EXERCISE INPUT section start

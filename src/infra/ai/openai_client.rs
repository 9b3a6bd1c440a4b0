use crate::core::ai::{
    models::{AiConfig, AiMessage},
    AiError, AiProvider,
};
use async_trait::async_trait;
use reqwest::Client;
use serde_json::json;
use std::time::Duration;

const REQUEST_TIMEOUT: Duration = Duration::from_secs(5);

/// Client for any OpenAI-compatible chat completions endpoint.
pub struct OpenAiClient {
    client: Client,
    api_key: String,
    base_url: String,
}

impl OpenAiClient {
    pub fn new(api_key: String, base_url: String, proxy_url: Option<String>) -> Result<Self, AiError> {
        let mut builder = Client::builder().timeout(REQUEST_TIMEOUT);
        if let Some(proxy_url) = proxy_url.filter(|p| !p.is_empty()) {
            let proxy = reqwest::Proxy::all(&proxy_url).map_err(|e| AiError::Request(e.to_string()))?;
            builder = builder.proxy(proxy);
        }
        let client = builder.build().map_err(|e| AiError::Request(e.to_string()))?;

        Ok(Self {
            client,
            api_key,
            base_url: base_url.trim_end_matches('/').to_string(),
        })
    }
}

#[async_trait]
impl AiProvider for OpenAiClient {
    async fn chat_complete(
        &self,
        messages: &[AiMessage],
        config: &AiConfig,
    ) -> Result<String, AiError> {
        let url = format!("{}/chat/completions", self.base_url);

        let payload = json!({
            "model": config.model,
            "messages": messages,
            "temperature": config.temperature,
            "max_tokens": config.max_tokens,
            "top_p": config.top_p,
            "frequency_penalty": config.frequency_penalty,
            "presence_penalty": config.presence_penalty,
            "response_format": { "type": "text" },
        });

        let response = self
            .client
            .post(&url)
            .header("Authorization", format!("Bearer {}", self.api_key))
            .header("Content-Type", "application/json")
            .json(&payload)
            .send()
            .await
            .map_err(|e| AiError::Request(e.to_string()))?;

        if !response.status().is_success() {
            let status = response.status().as_u16();
            let body = response.text().await.unwrap_or_default();
            return Err(AiError::Api { status, body });
        }

        let response_json: serde_json::Value = response
            .json()
            .await
            .map_err(|e| AiError::Parse(e.to_string()))?;

        extract_content(&response_json)
    }
}

fn extract_content(response: &serde_json::Value) -> Result<String, AiError> {
    response["choices"][0]["message"]["content"]
        .as_str()
        .map(str::to_string)
        .ok_or_else(|| AiError::Parse("Failed to parse response content".to_string()))
}

#[cfg(test)]
mod tests {
    use super::*;

    #[test]
    fn test_extract_content() {
        let response = json!({
            "choices": [{ "message": { "role": "assistant", "content": "Fine (spamness 3%)" } }]
        });
        assert_eq!(extract_content(&response).unwrap(), "Fine (spamness 3%)");
    }

    #[test]
    fn test_extract_content_missing_choice() {
        assert!(matches!(
            extract_content(&json!({ "choices": [] })),
            Err(AiError::Parse(_))
        ));
    }

    #[test]
    fn test_base_url_trailing_slash_is_trimmed() {
        let client = OpenAiClient::new("key".to_string(), "https://api.openai.com/v1/".to_string(), None).unwrap();
        assert_eq!(client.base_url, "https://api.openai.com/v1");
    }
}
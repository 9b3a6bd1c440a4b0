use std::path::{Path, PathBuf};

use async_trait::async_trait;
use tokio::fs;

use crate::core::moderation::{ModerationData, StateError, StateStore};

/// Moderation state kept in a single pretty-printed JSON file.
pub struct JsonStateStore {
    path: PathBuf,
}

impl JsonStateStore {
    pub fn new(path: impl AsRef<Path>) -> Self {
        Self {
            path: path.as_ref().to_path_buf(),
        }
    }
}

#[async_trait]
impl StateStore for JsonStateStore {
    async fn load(&self) -> Result<ModerationData, StateError> {
        if !self.path.exists() {
            tracing::info!("No state file at {}, starting empty", self.path.display());
            return Ok(ModerationData::default());
        }

        let text = fs::read_to_string(&self.path)
            .await
            .map_err(|e| StateError::StorageError(e.to_string()))?;

        serde_json::from_str(&text).map_err(|e| StateError::StorageError(e.to_string()))
    }

    async fn save(&self, data: &ModerationData) -> Result<(), StateError> {
        if let Some(parent) = self.path.parent() {
            fs::create_dir_all(parent)
                .await
                .map_err(|e| StateError::StorageError(e.to_string()))?;
        }

        let text =
            serde_json::to_string_pretty(data).map_err(|e| StateError::StorageError(e.to_string()))?;
        fs::write(&self.path, text)
            .await
            .map_err(|e| StateError::StorageError(e.to_string()))
    }
}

EXERCISE INPUT section end

Which of the lines in the data contain the string "PathBuf"? Return each one.

# RESPONSE TO THE EXERCISE
use std::path::{Path, PathBuf};
    path: PathBuf,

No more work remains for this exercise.